This was followed by second and third volumes in 1975 (parts three and four) and 1976 (parts five through seven), with corresponding translations in 1976 and 1978. Harper Collins publishes an authorized abridged edition.

My parents emigrated from the Soviet Union. From what they told me, I developed a deep reluctance to being frog-marched to Kolyma courtesy of unilateral disarmament peaceniks, who are nowadays called “woke” with alternate grievances but the same collectivist Borg mentality. With that mindset, I purchased copies of all three volumes as they became available and read them with curiosity and sorrow.

Unlike Gulag by Anne Applebaum (2004), Solzhenitsyn’s treatment does not present a comprehensive history of Soviet slave labor camps. Rather, it’s an anthology of vignettes, both firsthand and described by other former inmates, woven into a damning indictment of communism under Moscow’s dominion.

Frozen Apocalypse

Prior to Archipelago’s release, Americans and Western Europeans had been exposed to only glimpses of communist inhumanity, mostly from the few survivors who had escaped their dystopias by fortitude and fortune. But their voices were seldom heard, drowned out by a cacophony of Soviet apologists who insisted socialist coercion represented the ideal manner for ordering other people around. Central planning is benevolent, you see.

Solzhenitsyn tore the curtain away from this façade and forced the “progressive” elite to confront the ugly truth: Their prosperous socialist utopia was a cruel and barbaric sham. “Gulag” is a Russian acronym, for Glavnoye upravleniye lagereii i mest zaklyucheniya (Главное управление лагерей и мест заключения). It’s translated as General Authority on Internment and Detention.

These prisons and labor camps established across Russia, with a sprinkling in Ukraine and Kazakhstan, contained uncounted millions from the various ethnic “republics” of the Soviet Union. Solzhenitsyn employed the term “archipelago” as a metaphor for this collection of penal islands within a broad terra firma. Here, “enemies of the people” — those we might now call “deplorables” — could be punished for their alleged thought crimes, mostly under Art. 58, sec. 10 of the Russian Federation’s penal code.

These sites within the vast Soviet domain are expressed in the map from Gariwo below.

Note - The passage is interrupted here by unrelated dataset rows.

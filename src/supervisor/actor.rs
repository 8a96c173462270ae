//! Per-component supervision loop.
//!
//! One actor task per component. Each attempt runs in its own spawned task so
//! panics are contained and a stuck attempt can be aborted at shutdown.

use std::future::Future;
use std::pin::Pin;
use std::sync::{Arc, Mutex, PoisonError};
use tokio::task::{AbortHandle, JoinHandle};
use tokio::time::Instant;
use tokio_util::sync::CancellationToken;

use super::component::{Component, ComponentContext, FirstYield, ReadinessMode, ReadySignal};
use super::policy::{RestartBudget, RestartPolicy};
use super::records::RecordKeeper;
use super::recovery::TaskExit;
use super::state::RecordChange;
use crate::commbus::CommBus;
use crate::types::{ComponentId, RestartConfig, Result};

type AttemptFuture = Pin<Box<dyn Future<Output = Result<()>> + Send>>;

/// Abort handle of the attempt currently in flight, if any.
#[derive(Debug, Clone, Default)]
pub(crate) struct AttemptSlot {
    handle: Arc<Mutex<Option<AbortHandle>>>,
}

impl AttemptSlot {
    fn set(&self, handle: AbortHandle) {
        *self.handle.lock().unwrap_or_else(PoisonError::into_inner) = Some(handle);
    }

    fn clear(&self) {
        self.handle.lock().unwrap_or_else(PoisonError::into_inner).take();
    }

    /// Abort the running attempt. Returns `false` if none was running.
    pub(crate) fn abort(&self) -> bool {
        match self.handle.lock().unwrap_or_else(PoisonError::into_inner).take() {
            Some(handle) => {
                handle.abort();
                true
            }
            None => false,
        }
    }
}

/// How one attempt ended.
#[derive(Debug, PartialEq)]
enum Outcome {
    Stopped,
    Failed(String),
    /// Force-aborted; the supervisor records the unclean stop.
    Aborted,
}

pub(crate) struct ComponentActor {
    id: ComponentId,
    component: Arc<dyn Component>,
    restart: RestartConfig,
    readiness: ReadinessMode,
    bus: Arc<CommBus>,
    records: RecordKeeper,
    cancel: CancellationToken,
    slot: AttemptSlot,
}

impl ComponentActor {
    #[allow(clippy::too_many_arguments)]
    pub(crate) fn new(
        id: ComponentId,
        component: Arc<dyn Component>,
        restart: RestartConfig,
        readiness: ReadinessMode,
        bus: Arc<CommBus>,
        records: RecordKeeper,
        cancel: CancellationToken,
        slot: AttemptSlot,
    ) -> Self {
        Self {
            id,
            component,
            restart,
            readiness,
            bus,
            records,
            cancel,
            slot,
        }
    }

    pub(crate) fn spawn(self) -> JoinHandle<()> {
        tokio::spawn(self.run())
    }

    async fn record(&self, change: RecordChange) {
        // Rejections are already logged by the record table.
        let _ = self.records.update(self.id.as_str(), change).await;
    }

    async fn run(self) {
        let name = self.id.as_str();
        let mut budget = RestartBudget::new(self.restart.limit);
        let mut attempt: u32 = 0;

        loop {
            attempt += 1;
            self.record(RecordChange::Starting { attempt }).await;
            tracing::info!(component = name, attempt, "component starting");

            let outcome = self.run_attempt(attempt).await;
            self.bus.remove_component(&self.id).await;

            let reason = match outcome {
                Outcome::Aborted => return,
                Outcome::Stopped => {
                    self.record(RecordChange::Stopped).await;
                    tracing::info!(component = name, attempt, "component stopped");
                    return;
                }
                Outcome::Failed(reason) => reason,
            };

            tracing::error!(component = name, attempt, reason = %reason, "component failed");
            self.record(RecordChange::Failed {
                reason: reason.clone(),
            })
            .await;

            if !self.restart.policy.restarts_on_failure() || self.cancel.is_cancelled() {
                self.record(RecordChange::Stopped).await;
                return;
            }

            let Some(used) = budget.try_acquire(Instant::now()) else {
                tracing::error!(
                    component = name,
                    restarts = attempt - 1,
                    "restart budget exhausted, giving up"
                );
                self.record(RecordChange::Stopped).await;
                return;
            };

            let delay = self.restart.backoff.delay(used);
            self.record(RecordChange::Restarting {
                delay,
                restarts_in_window: used + 1,
            })
            .await;
            tracing::warn!(component = name, attempt, delay = ?delay, "restarting component");

            tokio::select! {
                _ = tokio::time::sleep(delay) => {}
                _ = self.cancel.cancelled() => {
                    self.record(RecordChange::Stopped).await;
                    return;
                }
            }
        }
    }

    async fn run_attempt(&self, attempt: u32) -> Outcome {
        let ready = ReadySignal::new();
        let ctx = ComponentContext::new(
            self.id.clone(),
            attempt,
            self.bus.clone(),
            self.cancel.clone(),
            ready.clone(),
        );
        let component = self.component.clone();
        let body: AttemptFuture = Box::pin(async move { component.run(ctx).await });

        let mut join = match self.readiness {
            ReadinessMode::FirstYield => tokio::spawn(FirstYield::new(body, ready.clone())),
            ReadinessMode::Explicit => tokio::spawn(body),
        };
        self.slot.set(join.abort_handle());

        let mut announced = false;
        let result = loop {
            tokio::select! {
                biased;
                res = &mut join => break res,
                _ = ready.wait(), if !announced => {
                    announced = true;
                    if !self.cancel.is_cancelled() {
                        self.record(RecordChange::Running).await;
                        tracing::info!(component = self.id.as_str(), attempt, "component running");
                    }
                }
            }
        };
        self.slot.clear();

        let cancelled = self.cancel.is_cancelled();
        match result {
            Ok(Ok(())) if cancelled => Outcome::Stopped,
            Ok(Ok(())) => match self.restart.policy {
                RestartPolicy::Always => Outcome::Failed("exited unexpectedly".to_string()),
                RestartPolicy::Never | RestartPolicy::OnFailure => Outcome::Stopped,
            },
            Ok(Err(err)) if cancelled => {
                tracing::debug!(component = self.id.as_str(), error = %err, "error during shutdown");
                Outcome::Stopped
            }
            Ok(Err(err)) => Outcome::Failed(err.to_string()),
            Err(join_err) => match TaskExit::from(join_err) {
                TaskExit::Aborted => Outcome::Aborted,
                TaskExit::Panicked(_) if cancelled => Outcome::Stopped,
                TaskExit::Panicked(msg) => Outcome::Failed(format!("panicked: {msg}")),
            },
        }
    }
}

Vladimir Lenin as de facto head of the Communist (Bolshevik) Party in Russia began using terror to subdue the populace immediately after seizing power. He particularly used state-authorized secret police, with labor camps created in May 1918.

The first Soviet secret police was called by its initials, ChK in the Cyrillic alphabet. As the party’s policies transitioned under party secretary Iosif Stalin, this clandestine terror machine was followed by a scattered assignment of letters, including GPU, OGPU, NKGD, MGB, MVD, and finally KGB after Stalin’s death. Their tactics expanded into neighboring countries with Russian territorial acquisition.

Solzhenitsyn’s Life

Born in 1918, Solzhenitsyn studied mathematics at Rostov University. He served as an artillery captain in the Red Army, defending the country from the Nazi invasion during the Second World War. He was arrested in February 1945 for derogatory comments about Stalin in a private letter and sentenced to eight years in a Kazakhstan labor camp. Upon completing his sentence in March 1953, still in internal exile, he was belatedly treated for cancer in Tashkent.

In February 1956, Nikita Khrushchev delivered his “Personality Cult” speech to the Communist Party Congress. It implicitly criticized mass incarceration. In the aftermath, Solzhenitsyn was released from exile. During this period, he published a novella, One Day in the Life of Ivan Denisovich (1962) about life in the camps.

The Politburo deposed Khrushchev in October 1964, quashing the brief literary thaw. Solzhenitsyn continued writing, and a few of his novels were published in the West, notably Cancer Ward and The First Circle (both in 1968).

Solzhenitsyn labored quietly and clandestinely to compose The Gulag Archipelago from 1958 to 1967. These writings were based on his observations and testimonies from former prisoners in a magnum opus collection. He carefully maintained several copies, both internally and abroad, but because many of the people he interviewed remained alive and vulnerable, he declined to publish the contents. In the afterward, he apologizes for his inability to properly edit the materials because he didn’t dare assemble all the text in a single location where all of it could be confiscated.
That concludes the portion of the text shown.